[Records]:
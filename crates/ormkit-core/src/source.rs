//! Configuration source ranking and source-guarded values.
//!
//! Every configurable piece of metadata remembers *how* it was configured.
//! A later write only takes effect when it was asserted at least as strongly
//! as the value it would replace:
//!
//! ```
//! use ormkit_core::{ConfigurationSource, Configured};
//!
//! let mut nullable = Configured::new(true);
//! assert!(nullable.try_set(false, ConfigurationSource::DataAnnotation));
//! assert!(!nullable.try_set(true, ConfigurationSource::Convention));
//! assert!(!*nullable.value());
//! ```

use serde::{Deserialize, Serialize};

/// How strongly a piece of metadata was asserted.
///
/// The derived ordering is the precedence order:
/// `Convention < DataAnnotation < Explicit`.
#[derive(Debug, Clone, Copy, PartialEq, Eq, PartialOrd, Ord, Hash, Serialize, Deserialize)]
pub enum ConfigurationSource {
    /// Inferred by a convention.
    Convention,
    /// Read from a declarative marker on the shape or member.
    DataAnnotation,
    /// Set through a direct builder call.
    Explicit,
}

impl ConfigurationSource {
    /// Whether a write at `self` may replace a value recorded at `current`.
    ///
    /// An unset value (`None`) can always be replaced. Equal sources overwrite,
    /// so re-applying a convention is idempotent.
    #[must_use]
    pub fn overrides(self, current: Option<ConfigurationSource>) -> bool {
        current.is_none_or(|current| self >= current)
    }

    /// The stronger of two optional sources.
    #[must_use]
    pub fn max_of(
        a: Option<ConfigurationSource>,
        b: Option<ConfigurationSource>,
    ) -> Option<ConfigurationSource> {
        match (a, b) {
            (Some(a), Some(b)) => Some(a.max(b)),
            (a, None) => a,
            (None, b) => b,
        }
    }

    /// Short lowercase name used in logs.
    #[must_use]
    pub const fn as_str(self) -> &'static str {
        match self {
            ConfigurationSource::Convention => "convention",
            ConfigurationSource::DataAnnotation => "data_annotation",
            ConfigurationSource::Explicit => "explicit",
        }
    }
}

impl std::fmt::Display for ConfigurationSource {
    fn fmt(&self, f: &mut std::fmt::Formatter<'_>) -> std::fmt::Result {
        f.write_str(self.as_str())
    }
}

/// A value paired with the configuration source that last set it.
///
/// A freshly created value carries a default but no source; the first write at
/// any source wins.
#[derive(Debug, Clone, PartialEq, Eq, Serialize, Deserialize)]
pub struct Configured<T> {
    value: T,
    source: Option<ConfigurationSource>,
}

impl<T> Configured<T> {
    /// A default value that has not been configured yet.
    pub const fn new(default: T) -> Self {
        Self {
            value: default,
            source: None,
        }
    }

    /// A value that was already configured at `source`.
    pub const fn with_source(value: T, source: ConfigurationSource) -> Self {
        Self {
            value,
            source: Some(source),
        }
    }

    /// Current value.
    pub const fn value(&self) -> &T {
        &self.value
    }

    /// Source of the current value, `None` while still at the default.
    pub const fn source(&self) -> Option<ConfigurationSource> {
        self.source
    }

    /// Whether a write at `source` would be accepted.
    pub fn can_set(&self, source: ConfigurationSource) -> bool {
        source.overrides(self.source)
    }

    /// Write `value` at `source` if `source` is not weaker than the recorded one.
    ///
    /// Returns `false` (and leaves value and source untouched) when rejected.
    pub fn try_set(&mut self, value: T, source: ConfigurationSource) -> bool {
        if !self.can_set(source) {
            return false;
        }
        self.value = value;
        self.source = Some(source);
        true
    }
}

impl<T: Copy> Configured<T> {
    /// Copy of the current value.
    pub const fn get(&self) -> T {
        self.value
    }
}

impl<T: Default> Default for Configured<T> {
    fn default() -> Self {
        Self::new(T::default())
    }
}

[Exercise directions]: Each record is to be retyped exactly as it appears.

[Response box]:
filename crates/ormkit-core/src/source.rs
//! Configuration source ranking and source-guarded values.
//!
//! Every configurable piece of metadata remembers *how* it was configured.
//! A later write only takes effect when it was asserted at least as strongly
//! as the value it would replace:
//!
//! ```
//! use ormkit_core::{ConfigurationSource, Configured};
//!
//! let mut nullable = Configured::new(true);
//! assert!(nullable.try_set(false, ConfigurationSource::DataAnnotation));
//! assert!(!nullable.try_set(true, ConfigurationSource::Convention));
//! assert!(!*nullable.value());
//! ```

use serde::{Deserialize, Serialize};

/// How strongly a piece of metadata was asserted.
///
/// The derived ordering is the precedence order:
/// `Convention < DataAnnotation < Explicit`.
#[derive(Debug, Clone, Copy, PartialEq, Eq, PartialOrd, Ord, Hash, Serialize, Deserialize)]
pub enum ConfigurationSource {
    /// Inferred by a convention.
    Convention,
    /// Read from a declarative marker on the shape or member.
    DataAnnotation,
    /// Set through a direct builder call.
    Explicit,
}

impl ConfigurationSource {
    /// Whether a write at `self` may replace a value recorded at `current`.
    ///
    /// An unset value (`None`) can always be replaced. Equal sources overwrite,
    /// so re-applying a convention is idempotent.
    #[must_use]
    pub fn overrides(self, current: Option<ConfigurationSource>) -> bool {
        current.is_none_or(|current| self >= current)
    }

    /// The stronger of two optional sources.
    #[must_use]
    pub fn max_of(
        a: Option<ConfigurationSource>,
        b: Option<ConfigurationSource>,
    ) -> Option<ConfigurationSource> {
        match (a, b) {
            (Some(a), Some(b)) => Some(a.max(b)),
            (a, None) => a,
            (None, b) => b,
        }
    }

    /// Short lowercase name used in logs.
    #[must_use]
    pub const fn as_str(self) -> &'static str {
        match self {
            ConfigurationSource::Convention => "convention",
            ConfigurationSource::DataAnnotation => "data_annotation",
            ConfigurationSource::Explicit => "explicit",
        }
    }
}

impl std::fmt::Display for ConfigurationSource {
    fn fmt(&self, f: &mut std::fmt::Formatter<'_>) -> std::fmt::Result {
        f.write_str(self.as_str())
    }
}

/// A value paired with the configuration source that last set it.
///
/// A freshly created value carries a default but no source; the first write at
/// any source wins.
#[derive(Debug, Clone, PartialEq, Eq, Serialize, Deserialize)]
pub struct Configured<T> {
    value: T,
    source: Option<ConfigurationSource>,
}

impl<T> Configured<T> {
    /// A default value that has not been configured yet.
    pub const fn new(default: T) -> Self {
        Self {
            value: default,
            source: None,
        }
    }

    /// A value that was already configured at `source`.
    pub const fn with_source(value: T, source: ConfigurationSource) -> Self {
        Self {
            value,
            source: Some(source),
        }
    }

    /// Current value.
    pub const fn value(&self) -> &T {
        &self.value
    }

    /// Source of the current value, `None` while still at the default.
    pub const fn source(&self) -> Option<ConfigurationSource> {
        self.source
    }

    /// Whether a write at `source` would be accepted.
    pub fn can_set(&self, source: ConfigurationSource) -> bool {
        source.overrides(self.source)
    }

    /// Write `value` at `source` if `source` is not weaker than the recorded one.
    ///
    /// Returns `false` (and leaves value and source untouched) when rejected.
    pub fn try_set(&mut self, value: T, source: ConfigurationSource) -> bool {
        if !self.can_set(source) {
            return false;
        }
        self.value = value;
        self.source = Some(source);
        true
    }
}

impl<T: Copy> Configured<T> {
    /// Copy of the current value.
    pub const fn get(&self) -> T {
        self.value
    }
}

impl<T: Default> Default for Configured<T> {
    fn default() -> Self {
        Self::new(T::default())
    }
}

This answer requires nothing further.